RECORD EXCERPTS

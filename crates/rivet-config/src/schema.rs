//! Configuration schema types.
//!
//! Every section denies unknown fields and fills missing ones from its
//! defaults, so a file only needs to name what it changes.

use rivet_telemetry::LogConfig;
use serde::{Deserialize, Serialize};

/// Server section: where to listen and how the reactor idles.
///
/// # Example
///
/// ```
/// use rivet_config::ServerConfig;
///
/// let config = ServerConfig::default();
/// assert_eq!(config.port, 8000);
/// assert_eq!(config.idle_poll_interval_ms, 1);
/// ```
#[derive(Debug, Clone, Serialize, Deserialize, PartialEq, Eq)]
#[serde(deny_unknown_fields)]
pub struct ServerConfig {
    /// Interface to bind.
    #[serde(default = "default_host")]
    pub host: String,

    /// Port to bind.
    #[serde(default = "default_port")]
    pub port: u16,

    /// How long the engine may block when no task is runnable, in
    /// milliseconds.
    #[serde(default = "default_idle_poll_interval")]
    pub idle_poll_interval_ms: u64,
}

impl Default for ServerConfig {
    fn default() -> Self {
        Self {
            host: default_host(),
            port: default_port(),
            idle_poll_interval_ms: default_idle_poll_interval(),
        }
    }
}

fn default_host() -> String {
    "0.0.0.0".to_string()
}

fn default_port() -> u16 {
    8000
}

fn default_idle_poll_interval() -> u64 {
    1
}

/// Wrapper pool capacities. Zero disables pooling for that kind.
#[derive(Debug, Clone, Copy, Serialize, Deserialize, PartialEq, Eq, Default)]
#[serde(deny_unknown_fields)]
pub struct PoolsConfig {
    /// Request wrappers.
    #[serde(default)]
    pub request: usize,

    /// Response wrappers.
    #[serde(default)]
    pub response: usize,

    /// WebSocket connection wrappers.
    #[serde(default)]
    pub websocket: usize,
}

/// Defaults applied to every WebSocket route built from the app.
#[derive(Debug, Clone, Serialize, Deserialize, PartialEq, Eq)]
#[serde(deny_unknown_fields)]
pub struct WebSocketConfig {
    /// Shared per-message-deflate compressor and decompressor.
    #[serde(default)]
    pub compression: bool,

    /// Largest accepted message, in bytes.
    #[serde(default = "default_max_payload_length")]
    pub max_payload_length: u32,

    /// Seconds without traffic before a socket is closed.
    #[serde(default = "default_idle_timeout")]
    pub idle_timeout_secs: u16,

    /// Bytes buffered per socket before sends report backpressure.
    #[serde(default = "default_max_backpressure")]
    pub max_backpressure: u32,

    /// Close instead of dropping when the backpressure limit is exceeded.
    #[serde(default)]
    pub close_on_backpressure_limit: bool,

    /// Sending resets the idle timer.
    #[serde(default)]
    pub reset_idle_timeout_on_send: bool,

    /// Engine pings before the idle timeout elapses.
    #[serde(default)]
    pub send_pings_automatically: bool,

    /// Minutes before a socket is closed regardless of traffic. Zero
    /// disables the limit.
    #[serde(default)]
    pub max_lifetime_minutes: u16,
}

impl Default for WebSocketConfig {
    fn default() -> Self {
        Self {
            compression: false,
            max_payload_length: default_max_payload_length(),
            idle_timeout_secs: default_idle_timeout(),
            max_backpressure: default_max_backpressure(),
            close_on_backpressure_limit: false,
            reset_idle_timeout_on_send: false,
            send_pings_automatically: false,
            max_lifetime_minutes: 0,
        }
    }
}

fn default_max_payload_length() -> u32 {
    16 * 1024
}

fn default_idle_timeout() -> u16 {
    120
}

fn default_max_backpressure() -> u32 {
    64 * 1024
}

/// Log format.
#[derive(Debug, Clone, Copy, Serialize, Deserialize, PartialEq, Eq, Default)]
#[serde(rename_all = "lowercase")]
pub enum LogFormat {
    /// JSON lines.
    #[default]
    Json,
    /// Human-readable output.
    Pretty,
}

/// Logging section.
#[derive(Debug, Clone, Serialize, Deserialize, PartialEq, Eq)]
#[serde(deny_unknown_fields)]
pub struct LoggingConfig {
    /// Enable logging.
    #[serde(default = "default_true")]
    pub enabled: bool,

    /// Filter directive (e.g. `info` or `rivet_server=debug,info`).
    #[serde(default = "default_log_level")]
    pub level: String,

    /// Output format.
    #[serde(default)]
    pub format: LogFormat,
}

impl Default for LoggingConfig {
    fn default() -> Self {
        Self {
            enabled: true,
            level: default_log_level(),
            format: LogFormat::default(),
        }
    }
}

impl LoggingConfig {
    /// Converts to the settings [`rivet_telemetry::init_logging`] takes.
    ///
    /// ```
    /// use rivet_config::{LogFormat, LoggingConfig};
    ///
    /// let section = LoggingConfig {
    ///     level: "debug".to_string(),
    ///     format: LogFormat::Pretty,
    ///     ..LoggingConfig::default()
    /// };
    /// let log = section.to_log_config();
    /// assert_eq!(log.level, "debug");
    /// assert!(!log.json_format);
    /// ```
    pub fn to_log_config(&self) -> LogConfig {
        let base = match self.format {
            LogFormat::Json => LogConfig::production(),
            LogFormat::Pretty => LogConfig::development(),
        };
        LogConfig {
            enabled: self.enabled,
            ..base.with_level(self.level.clone())
        }
    }
}

fn default_log_level() -> String {
    "info".to_string()
}

fn default_true() -> bool {
    true
}

#[cfg(test)]
mod tests {
    use super::*;

    #[test]
    fn test_websocket_defaults_match_engine_defaults() {
        let ws = WebSocketConfig::default();
        assert_eq!(ws.max_payload_length, 16 * 1024);
        assert_eq!(ws.idle_timeout_secs, 120);
        assert_eq!(ws.max_backpressure, 64 * 1024);
        assert!(!ws.compression);
    }

    #[test]
    fn test_pools_default_to_unpooled() {
        assert_eq!(PoolsConfig::default(), PoolsConfig { request: 0, response: 0, websocket: 0 });
    }

    #[test]
    fn test_partial_section_fills_defaults() {
        let server: ServerConfig = toml::from_str("port = 3000").unwrap();
        assert_eq!(server.port, 3000);
        assert_eq!(server.host, "0.0.0.0");
    }

    #[test]
    fn test_unknown_field_rejected() {
        let result: Result<PoolsConfig, _> = toml::from_str("requests = 4");
        assert!(result.is_err());
    }

    #[test]
    fn test_log_format_serialization() {
        let json = serde_json::to_string(&LogFormat::Pretty).unwrap();
        assert_eq!(json, "\"pretty\"");
    }

    #[test]
    fn test_disabled_logging_carries_over() {
        let section = LoggingConfig {
            enabled: false,
            ..LoggingConfig::default()
        };
        let log = section.to_log_config();
        assert!(!log.enabled);
        assert!(log.json_format);
    }
}
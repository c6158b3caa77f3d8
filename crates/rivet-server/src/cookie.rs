//! Request cookie jar and `Set-Cookie` serialization.
//!
//! # Example
//!
//! ```rust
//! use rivet_server::cookie::{CookieJar, CookieOptions, SameSite, SetCookie};
//!
//! let jar = CookieJar::parse("session=abc123; theme=dark");
//! assert_eq!(jar.get("session"), Some("abc123"));
//!
//! let cookie = SetCookie::new(
//!     "session",
//!     "a b",
//!     CookieOptions::new()
//!         .http_only(true)
//!         .same_site(SameSite::Strict)
//!         .max_age(3600)
//!         .path("/"),
//! );
//! let header = cookie.to_header_value();
//! assert!(header.starts_with("session=a%20b"));
//! assert!(header.contains("HttpOnly"));
//! assert!(header.contains("SameSite=Strict"));
//! ```

use std::collections::HashMap;
use std::fmt;
use std::time::SystemTime;

/// Cookies sent by the client, parsed from the `Cookie` header.
///
/// Values are percent-decoded. When a name repeats, the first occurrence
/// wins.
#[derive(Debug, Clone, Default, PartialEq, Eq)]
pub struct CookieJar {
    cookies: HashMap<String, String>,
}

impl CookieJar {
    /// Create an empty jar.
    pub fn new() -> Self {
        Self::default()
    }

    /// Parse cookies from a `Cookie` header value.
    pub fn parse(header_value: &str) -> Self {
        let mut cookies = HashMap::new();

        for cookie in header_value.split(';') {
            let cookie = cookie.trim();
            if let Some((name, value)) = cookie.split_once('=') {
                let name = name.trim();
                if name.is_empty() {
                    continue;
                }
                // Remove surrounding quotes if present
                let value = value.trim().trim_matches('"');
                let value = urlencoding::decode(value)
                    .map_or_else(|_| value.to_string(), |v| v.into_owned());
                cookies.entry(name.to_string()).or_insert(value);
            }
        }

        Self { cookies }
    }

    /// Get a cookie value by name.
    pub fn get(&self, name: &str) -> Option<&str> {
        self.cookies.get(name).map(String::as_str)
    }

    /// Check if a cookie exists.
    pub fn contains(&self, name: &str) -> bool {
        self.cookies.contains_key(name)
    }

    /// Get all cookie names.
    pub fn names(&self) -> impl Iterator<Item = &str> {
        self.cookies.keys().map(String::as_str)
    }

    /// Get an iterator over all cookies.
    pub fn iter(&self) -> impl Iterator<Item = (&str, &str)> {
        self.cookies.iter().map(|(k, v)| (k.as_str(), v.as_str()))
    }

    /// Get the number of cookies.
    pub fn len(&self) -> usize {
        self.cookies.len()
    }

    /// Check if there are no cookies.
    pub fn is_empty(&self) -> bool {
        self.cookies.is_empty()
    }
}

/// `SameSite` cookie attribute.
#[derive(Debug, Clone, Copy, PartialEq, Eq, Default)]
pub enum SameSite {
    /// Cookie is sent with cross-site requests.
    None,
    /// Cookie is sent with same-site and cross-site top-level navigations.
    #[default]
    Lax,
    /// Cookie is only sent with same-site requests.
    Strict,
}

impl fmt::Display for SameSite {
    fn fmt(&self, f: &mut fmt::Formatter<'_>) -> fmt::Result {
        match self {
            Self::None => write!(f, "None"),
            Self::Lax => write!(f, "Lax"),
            Self::Strict => write!(f, "Strict"),
        }
    }
}

/// Attributes of an outgoing cookie.
#[derive(Debug, Clone, Default, PartialEq, Eq)]
#[must_use]
pub struct CookieOptions {
    domain: Option<String>,
    path: Option<String>,
    max_age: Option<u64>,
    expires: Option<SystemTime>,
    secure: bool,
    http_only: bool,
    same_site: Option<SameSite>,
}

impl CookieOptions {
    /// No attributes.
    pub fn new() -> Self {
        Self::default()
    }

    /// Set the Domain attribute.
    pub fn domain(mut self, domain: impl Into<String>) -> Self {
        self.domain = Some(domain.into());
        self
    }

    /// Set the Path attribute.
    pub fn path(mut self, path: impl Into<String>) -> Self {
        self.path = Some(path.into());
        self
    }

    /// Set the Max-Age attribute in seconds.
    pub fn max_age(mut self, seconds: u64) -> Self {
        self.max_age = Some(seconds);
        self
    }

    /// Set the Expires attribute. Rendered as an HTTP date.
    pub fn expires(mut self, at: SystemTime) -> Self {
        self.expires = Some(at);
        self
    }

    /// Set the Secure attribute.
    pub fn secure(mut self, secure: bool) -> Self {
        self.secure = secure;
        self
    }

    /// Set the `HttpOnly` attribute.
    pub fn http_only(mut self, http_only: bool) -> Self {
        self.http_only = http_only;
        self
    }

    /// Set the `SameSite` attribute.
    pub fn same_site(mut self, same_site: SameSite) -> Self {
        self.same_site = Some(same_site);
        self
    }
}

/// One pending `Set-Cookie` header.
#[derive(Debug, Clone, PartialEq, Eq)]
pub struct SetCookie {
    name: String,
    value: String,
    options: CookieOptions,
}

impl SetCookie {
    /// Creates a cookie. The value is percent-encoded when serialized.
    pub fn new(name: impl Into<String>, value: impl Into<String>, options: CookieOptions) -> Self {
        Self {
            name: name.into(),
            value: value.into(),
            options,
        }
    }

    /// A cookie that tells the client to delete `name` (Max-Age=0).
    pub fn remove(name: impl Into<String>) -> Self {
        Self::new(name, "", CookieOptions::new().max_age(0))
    }

    /// Get the cookie name.
    pub fn name(&self) -> &str {
        &self.name
    }

    /// Get the unencoded cookie value.
    pub fn value(&self) -> &str {
        &self.value
    }

    /// Convert to a `Set-Cookie` header value.
    pub fn to_header_value(&self) -> String {
        let opts = &self.options;
        let mut parts = vec![format!("{}={}", self.name, urlencoding::encode(&self.value))];

        if let Some(ref domain) = opts.domain {
            parts.push(format!("Domain={domain}"));
        }

        if let Some(ref path) = opts.path {
            parts.push(format!("Path={path}"));
        }

        if let Some(max_age) = opts.max_age {
            parts.push(format!("Max-Age={max_age}"));
        }

        if let Some(expires) = opts.expires {
            parts.push(format!("Expires={}", httpdate::fmt_http_date(expires)));
        }

        if opts.secure {
            parts.push("Secure".to_string());
        }

        if opts.http_only {
            parts.push("HttpOnly".to_string());
        }

        if let Some(same_site) = opts.same_site {
            parts.push(format!("SameSite={same_site}"));
        }

        parts.join("; ")
    }
}

/// Cookies set on a response that have not been written yet.
///
/// Setting the same name twice keeps only the latest value.
#[derive(Debug, Clone, Default)]
pub(crate) struct PendingCookies {
    cookies: Vec<SetCookie>,
}

impl PendingCookies {
    pub(crate) fn set(&mut self, cookie: SetCookie) {
        match self.cookies.iter_mut().find(|c| c.name == cookie.name) {
            Some(existing) => *existing = cookie,
            None => self.cookies.push(cookie),
        }
    }

    pub(crate) fn is_empty(&self) -> bool {
        self.cookies.is_empty()
    }

    /// Empties the jar, returning one header value per cookie.
    pub(crate) fn take_header_values(&mut self) -> Vec<String> {
        self.cookies
            .drain(..)
            .map(|cookie| cookie.to_header_value())
            .collect()
    }
}

#[cfg(test)]
mod tests {
    use super::*;
    use std::time::{Duration, UNIX_EPOCH};

    #[test]
    fn test_parse_single_cookie() {
        let jar = CookieJar::parse("session=abc123");
        assert_eq!(jar.get("session"), Some("abc123"));
        assert_eq!(jar.len(), 1);
    }

    #[test]
    fn test_parse_multiple_cookies() {
        let jar = CookieJar::parse("session=abc123; theme=dark; lang=en");
        assert_eq!(jar.get("session"), Some("abc123"));
        assert_eq!(jar.get("theme"), Some("dark"));
        assert_eq!(jar.get("lang"), Some("en"));
        assert_eq!(jar.len(), 3);
    }

    #[test]
    fn test_parse_cookie_with_spaces() {
        let jar = CookieJar::parse("  session  =  abc123  ");
        assert_eq!(jar.get("session"), Some("abc123"));
    }

    #[test]
    fn test_parse_quoted_and_encoded_values() {
        let jar = CookieJar::parse("name=\"John Doe\"; city=New%20York");
        assert_eq!(jar.get("name"), Some("John Doe"));
        assert_eq!(jar.get("city"), Some("New York"));
    }

    #[test]
    fn test_first_duplicate_wins() {
        let jar = CookieJar::parse("a=1; a=2");
        assert_eq!(jar.get("a"), Some("1"));
    }

    #[test]
    fn test_malformed_pairs_skipped() {
        let jar = CookieJar::parse("novalue; =orphan; ok=1");
        assert_eq!(jar.len(), 1);
        assert!(jar.contains("ok"));
        assert!(CookieJar::parse("").is_empty());
    }

    #[test]
    fn test_set_cookie_simple() {
        let cookie = SetCookie::new("session", "abc123", CookieOptions::new());
        assert_eq!(cookie.to_header_value(), "session=abc123");
    }

    #[test]
    fn test_set_cookie_full() {
        let cookie = SetCookie::new(
            "session",
            "abc123",
            CookieOptions::new()
                .domain("example.com")
                .path("/app")
                .max_age(3600)
                .expires(UNIX_EPOCH + Duration::from_secs(784_111_777))
                .secure(true)
                .http_only(true)
                .same_site(SameSite::Strict),
        );

        let header = cookie.to_header_value();
        assert!(header.contains("session=abc123"));
        assert!(header.contains("Domain=example.com"));
        assert!(header.contains("Path=/app"));
        assert!(header.contains("Max-Age=3600"));
        assert!(header.contains("Expires=Sun, 06 Nov 1994 08:49:37 GMT"));
        assert!(header.contains("Secure"));
        assert!(header.contains("HttpOnly"));
        assert!(header.contains("SameSite=Strict"));
    }

    #[test]
    fn test_set_cookie_remove() {
        let header = SetCookie::remove("session").to_header_value();
        assert!(header.contains("session="));
        assert!(header.contains("Max-Age=0"));
    }

    #[test]
    fn test_pending_cookies_replace_by_name() {
        let mut pending = PendingCookies::default();
        pending.set(SetCookie::new("a", "1", CookieOptions::new()));
        pending.set(SetCookie::new("b", "2", CookieOptions::new()));
        pending.set(SetCookie::new("a", "3", CookieOptions::new()));

        assert_eq!(pending.take_header_values(), vec!["a=3", "b=2"]);
        assert!(pending.is_empty());
    }
}
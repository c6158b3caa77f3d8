//! Pooled response wrappers and the streaming state machine.
//!
//! ```text
//!  Idle ──write/try_end──► Writing ──backpressure──► WritableWait
//!                             ▲                          │
//!                             └──────── on_writable ─────┘
//!  any ──end / try_end(done) / upgrade──► Ended
//!  any ──peer abort──► Aborted            (terminal)
//! ```
//!
//! # Backpressure
//!
//! [`Response::try_end`] never buffers: when the engine cannot take the
//! whole chunk it reports `ok == false` and the caller must retry from the
//! engine's write offset once the socket is writable.
//! [`Response::send_chunk`] wraps that protocol in a future. It remembers
//! the offset before the first attempt and, on every writable event,
//! retries with `chunk[offset - start..]`, so the bytes delivered are
//! exactly the bytes of the chunk.
//!
//! # Abort
//!
//! When the peer disconnects the response is marked aborted, its native
//! handle is dropped and every pending future resolves immediately:
//! `send_chunk` with `(false, true)`, `get_data` with the bytes received so
//! far. Every later write is a no-op.
//!
//! # Lifetime
//!
//! A response is returned to its pool, together with its request, when the
//! handler has finished and the response is finished (ended, upgraded or
//! aborted). If the handler returns before the response is finished, the
//! release happens on the write that finishes it or on abort.

use std::collections::HashMap;
use std::fmt;
use std::rc::Rc;
use std::string::FromUtf8Error;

WHAT YOU ARE ASKED TO DO
For each line above that carries the word "message", copy it out.

ANSWER TO THE PROBLEM
    /// Shared per-message-deflate compressor and decompressor.
    /// Largest accepted message, in bytes.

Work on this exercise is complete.